As we were leaving one of the larger exhibit rooms, we passed by an area reserved for “quack science”. On display were a number of interesting items including the “Orgone Energy Accumulator,” used to relieve colds, headaches and even allergies, and the “Psychograph,” or personality detection machine. My 11-year-old son’s favorite was the “vibrating chair” that could supposedly improve breathing and relieve constipation.
As we stood there, I started to wonder how many years it would be until there would be a picture of the anti-GMO crowd in that display. Medical biotechnology holds some of the most promise of tackling major diseases like diabetes, heart disease and cancer, and food biotechnology will be vital to feeding an ever expanding world population in a sustainable way over the next few decades. Wouldn’t, then, those opposing any advances in GMO research be comparable to those who believed in the Energy Accumulator in times past?

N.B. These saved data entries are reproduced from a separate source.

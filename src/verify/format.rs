//! Structural check on the thinking section.

use regex::Regex;
use std::sync::LazyLock;

pub const THINK_OPEN: &str = "<think>";
pub const THINK_CLOSE: &str = "</think>";

static THINK_BLOCK: LazyLock<Regex> =
    LazyLock::new(|| Regex::new(r"(?s)^<think>.*?</think>").expect("valid think pattern"));

/// True iff the trace opens with `<think>` at position zero, closes it, and
/// neither delimiter appears anywhere else.
pub fn check_format(text: &str) -> bool {
    THINK_BLOCK.is_match(text)
        && text.matches(THINK_OPEN).count() == 1
        && text.matches(THINK_CLOSE).count() == 1
}

/// Text after the last `</think>`, or the whole text when there is none.
pub fn after_think(text: &str) -> &str {
    match text.rfind(THINK_CLOSE) {
        Some(pos) => &text[pos + THINK_CLOSE.len()..],
        None => text,
    }
}

#[cfg(test)]
mod tests {
    use super::*;

    #[test]
    fn test_well_formed() {
        assert!(check_format("<think>reasoning</think>final answer"));
        assert!(check_format("<think>\nline one\nline two\n</think>\n\\boxed{4}"));
        assert!(check_format("<think></think>"));
    }

    #[test]
    fn test_must_start_at_zero() {
        assert!(!check_format(" <think>reasoning</think>answer"));
        assert!(!check_format("\n<think>reasoning</think>answer"));
        assert!(!check_format("Sure! <think>reasoning</think>answer"));
        assert!(!check_format("reasoning</think>answer"));
    }

    #[test]
    fn test_delimiters_exactly_once() {
        assert!(!check_format("<think>a<think>b</think>c"));
        assert!(!check_format("<think>a</think>b</think>"));
        assert!(!check_format("<think>foo"));
        assert!(!check_format("\\boxed{4}"));
        assert!(!check_format(""));
    }

    #[test]
    fn test_after_think() {
        assert_eq!(after_think("<think>x</think> 42"), " 42");
        assert_eq!(after_think("no tags"), "no tags");
    }
}
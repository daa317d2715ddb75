//! Adaptive rate limiter for the inference endpoint.
//!
//! Epistemic foundation:
//! - K_i: Hosted endpoints cap concurrent/rate usage and answer 429 when exceeded
//! - K_i: Some endpoints advertise remaining quota in `x-ratelimit-*` headers
//! - I^B: Exact limits are unknowable until a response arrives → adapt per model

use dashmap::DashMap;
use reqwest::header::HeaderMap;
use std::sync::atomic::{AtomicU64, Ordering};
use std::time::{Duration, Instant};
use tracing::{debug, warn};

/// Longest backoff after repeated 429s.
const MAX_BACKOFF_SECS: f64 = 60.0;

/// Throttle state for one model.
#[derive(Debug, Default)]
pub struct ModelThrottle {
    /// Requests left in the current window, if advertised
    pub remaining_requests: Option<u32>,
    /// When the request window resets
    pub reset_at: Option<Instant>,
    /// Consecutive 429 responses
    pub consecutive_429s: u32,
    /// Do not send before this instant
    pub backoff_until: Option<Instant>,
}

impl ModelThrottle {
    /// Time to wait before the next request may go out.
    pub fn wait_time(&self, now: Instant) -> Duration {
        let mut wait = Duration::ZERO;

        if let Some(until) = self.backoff_until.filter(|&t| t > now) {
            wait = wait.max(until - now);
        }

        if self.remaining_requests == Some(0) {
            if let Some(reset) = self.reset_at.filter(|&t| t > now) {
                wait = wait.max(reset - now);
            }
        }

        wait
    }

    /// Register a 429, honoring `retry-after` when the server sent one.
    pub fn record_429(&mut self, retry_after: Option<f64>) {
        self.consecutive_429s += 1;
        let exponential = 2.0_f64.powi(self.consecutive_429s as i32).min(MAX_BACKOFF_SECS);
        let backoff_secs = retry_after.map_or(exponential, |r| r.max(0.0).min(MAX_BACKOFF_SECS));
        self.backoff_until = Some(Instant::now() + Duration::from_secs_f64(backoff_secs));
        warn!(
            consecutive_429s = self.consecutive_429s,
            backoff_secs, "Rate limited (429), backing off"
        );
    }

    pub fn record_success(&mut self) {
        self.consecutive_429s = 0;
        self.backoff_until = None;
    }

    /// Pick up advertised quota.
    pub fn update_from_headers(&mut self, headers: &HeaderMap) {
        let header = |key: &str| headers.get(key)?.to_str().ok().map(str::to_string);

        if let Some(remaining) = header("x-ratelimit-remaining-requests") {
            self.remaining_requests = remaining.parse().ok();
        }
        if let Some(secs) = header("x-ratelimit-reset-requests").and_then(|s| parse_reset(&s)) {
            self.reset_at = Some(Instant::now() + Duration::from_secs_f64(secs));
        }
    }
}

/// Parse a reset hint: plain seconds (`"1.5"`) or with a unit (`"20s"`, `"150ms"`).
fn parse_reset(value: &str) -> Option<f64> {
    let value = value.trim();
    if let Some(ms) = value.strip_suffix("ms") {
        return ms.parse::<f64>().ok().map(|v| v / 1000.0);
    }
    value.strip_suffix('s').unwrap_or(value).parse().ok()
}

/// Per-model throttling shared by every worker of a client.
#[derive(Debug, Default)]
pub struct RateLimiter {
    states: DashMap<String, ModelThrottle>,
    total_requests: AtomicU64,
    total_429s: AtomicU64,
    total_wait_ms: AtomicU64,
}

impl RateLimiter {
    pub fn new() -> Self {
        Self::default()
    }

    /// Sleep until `model` may be called again. Returns the time waited.
    pub async fn wait_if_needed(&self, model: &str) -> Duration {
        let wait = self
            .states
            .entry(model.to_string())
            .or_default()
            .wait_time(Instant::now());

        if wait > Duration::ZERO {
            debug!(model, wait_ms = wait.as_millis() as u64, "Waiting for rate limit");
            self.total_wait_ms
                .fetch_add(wait.as_millis() as u64, Ordering::Relaxed);
            tokio::time::sleep(wait).await;
        }
        wait
    }

    /// Record the status and headers of a response.
    pub fn record_response(&self, model: &str, status: u16, headers: &HeaderMap) {
        self.total_requests.fetch_add(1, Ordering::Relaxed);
        let mut state = self.states.entry(model.to_string()).or_default();
        state.update_from_headers(headers);

        if status == 429 {
            self.total_429s.fetch_add(1, Ordering::Relaxed);
            let retry_after = headers
                .get("retry-after")
                .and_then(|v| v.to_str().ok())
                .and_then(|s| s.trim().parse::<f64>().ok());
            state.record_429(retry_after);
        } else if status < 400 {
            state.record_success();
        }
    }

    pub fn stats(&self) -> RateLimiterStats {
        let total_requests = self.total_requests.load(Ordering::Relaxed);
        let total_429s = self.total_429s.load(Ordering::Relaxed);
        RateLimiterStats {
            total_requests,
            total_429s,
            total_wait_secs: self.total_wait_ms.load(Ordering::Relaxed) as f64 / 1000.0,
            rate_limit_ratio: if total_requests > 0 {
                total_429s as f64 / total_requests as f64
            } else {
                0.0
            },
        }
    }
}

/// Rate limiter statistics.
#[derive(Debug, Clone)]
pub struct RateLimiterStats {
    pub total_requests: u64,
    pub total_429s: u64,
    pub total_wait_secs: f64,
    pub rate_limit_ratio: f64,
}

Unfortunately, these folks are out there. Some people believe that because GMO technology is new, it’s automatically dangerous. A lot of people who don’t support biotechnology have bought into the anti-biotech hype perpetuated across the Internet and by rogue environmental groups. And many, many more who have concerns just don’t understand the technology.
Those of us who have spent a lot of time looking into this know, though, that GMO crops are backed up by quite a lot of very sound science – years and years, in fact. The number of studies and regulatory reviews needed to bring a biotech event to the commercial market is mind numbing; we expect it to be 10 years before the commercialization of a biotech wheat trait AFTER research is well under way. Despite these hurdles, biotech crops have been commercialized around the world for more than a decade, with more than two billion acres safely and successfully planted.
We as an industry have a responsibility to fight back against those who want folks to believe the quack science. Anytime a bright, promising college student or a mom trying to learn how best to feed her family reads a news article attacking the science of genetically modified organisms, there is a negative effect on our ability to continue to do our jobs utilizing the best sound science has to offer. We can’t let fear, misinformation, and opinions masquerading as facts keep us from developing the best tools possible to feed a growing world.
– Swenson is a wheat producer in Elbow Lake, Minn.